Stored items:
────────────────
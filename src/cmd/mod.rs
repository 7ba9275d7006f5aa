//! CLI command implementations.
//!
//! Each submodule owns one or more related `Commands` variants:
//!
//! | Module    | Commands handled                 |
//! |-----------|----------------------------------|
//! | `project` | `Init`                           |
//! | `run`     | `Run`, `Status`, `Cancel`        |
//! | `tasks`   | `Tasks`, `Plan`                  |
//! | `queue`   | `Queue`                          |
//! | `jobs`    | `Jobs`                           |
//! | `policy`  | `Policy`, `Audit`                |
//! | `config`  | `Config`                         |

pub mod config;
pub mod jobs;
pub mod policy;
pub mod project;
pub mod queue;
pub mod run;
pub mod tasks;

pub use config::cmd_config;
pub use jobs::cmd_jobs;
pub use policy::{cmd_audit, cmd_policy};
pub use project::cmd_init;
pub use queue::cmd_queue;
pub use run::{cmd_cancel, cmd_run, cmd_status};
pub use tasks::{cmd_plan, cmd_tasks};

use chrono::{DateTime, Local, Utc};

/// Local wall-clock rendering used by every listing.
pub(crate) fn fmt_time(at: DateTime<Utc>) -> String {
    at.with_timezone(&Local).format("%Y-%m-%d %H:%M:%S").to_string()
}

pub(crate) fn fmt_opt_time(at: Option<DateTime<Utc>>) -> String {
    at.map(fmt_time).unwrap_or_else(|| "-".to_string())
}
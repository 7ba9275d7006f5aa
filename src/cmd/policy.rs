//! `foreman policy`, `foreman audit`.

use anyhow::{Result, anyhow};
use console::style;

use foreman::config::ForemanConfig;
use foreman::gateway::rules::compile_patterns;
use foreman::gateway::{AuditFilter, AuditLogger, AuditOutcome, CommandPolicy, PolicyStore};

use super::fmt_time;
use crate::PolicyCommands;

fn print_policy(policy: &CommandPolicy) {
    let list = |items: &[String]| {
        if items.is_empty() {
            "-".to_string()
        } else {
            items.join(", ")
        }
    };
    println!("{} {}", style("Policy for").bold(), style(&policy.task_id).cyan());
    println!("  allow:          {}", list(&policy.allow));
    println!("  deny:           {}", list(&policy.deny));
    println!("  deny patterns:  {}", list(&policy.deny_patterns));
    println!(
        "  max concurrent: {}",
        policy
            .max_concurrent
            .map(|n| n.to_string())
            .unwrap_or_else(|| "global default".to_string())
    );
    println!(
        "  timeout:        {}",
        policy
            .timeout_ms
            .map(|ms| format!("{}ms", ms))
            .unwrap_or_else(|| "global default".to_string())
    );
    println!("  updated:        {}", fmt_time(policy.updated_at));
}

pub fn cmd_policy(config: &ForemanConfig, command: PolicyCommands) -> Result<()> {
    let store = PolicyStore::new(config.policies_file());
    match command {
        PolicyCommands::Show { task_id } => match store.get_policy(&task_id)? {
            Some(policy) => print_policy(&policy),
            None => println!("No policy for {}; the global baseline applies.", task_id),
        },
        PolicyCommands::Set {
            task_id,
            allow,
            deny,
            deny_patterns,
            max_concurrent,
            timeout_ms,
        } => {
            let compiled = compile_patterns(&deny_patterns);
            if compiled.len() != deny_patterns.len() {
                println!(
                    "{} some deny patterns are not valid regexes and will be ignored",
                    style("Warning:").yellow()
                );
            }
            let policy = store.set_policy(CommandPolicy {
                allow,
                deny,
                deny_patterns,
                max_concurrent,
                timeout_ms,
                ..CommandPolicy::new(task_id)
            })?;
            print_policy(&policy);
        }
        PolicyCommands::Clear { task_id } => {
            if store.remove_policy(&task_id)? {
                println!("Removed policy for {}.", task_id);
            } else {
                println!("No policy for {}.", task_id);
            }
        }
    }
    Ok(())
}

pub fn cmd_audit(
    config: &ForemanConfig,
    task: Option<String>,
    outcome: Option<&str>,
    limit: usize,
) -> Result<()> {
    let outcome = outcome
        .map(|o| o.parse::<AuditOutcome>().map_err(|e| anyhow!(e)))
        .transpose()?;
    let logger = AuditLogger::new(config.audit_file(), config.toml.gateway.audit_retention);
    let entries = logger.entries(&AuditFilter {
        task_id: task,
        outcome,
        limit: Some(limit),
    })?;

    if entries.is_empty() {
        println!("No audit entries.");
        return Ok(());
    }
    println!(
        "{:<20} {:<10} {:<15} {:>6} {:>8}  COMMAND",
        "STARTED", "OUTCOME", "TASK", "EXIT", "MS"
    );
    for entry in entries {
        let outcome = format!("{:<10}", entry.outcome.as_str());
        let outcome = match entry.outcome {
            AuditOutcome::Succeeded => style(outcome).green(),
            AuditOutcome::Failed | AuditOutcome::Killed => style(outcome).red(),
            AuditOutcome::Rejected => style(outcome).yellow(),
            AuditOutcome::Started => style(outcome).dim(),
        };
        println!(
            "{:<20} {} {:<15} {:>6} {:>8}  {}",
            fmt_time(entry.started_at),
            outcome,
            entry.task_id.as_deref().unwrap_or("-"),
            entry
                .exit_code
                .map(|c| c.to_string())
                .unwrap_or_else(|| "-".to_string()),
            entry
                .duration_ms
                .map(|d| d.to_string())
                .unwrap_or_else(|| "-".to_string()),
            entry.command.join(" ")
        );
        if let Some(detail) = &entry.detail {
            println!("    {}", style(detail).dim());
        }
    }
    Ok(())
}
────────────────
Exercise requirements:
Determine how many lines of the entries above carry the string "config", and give that number alone.

Result:
8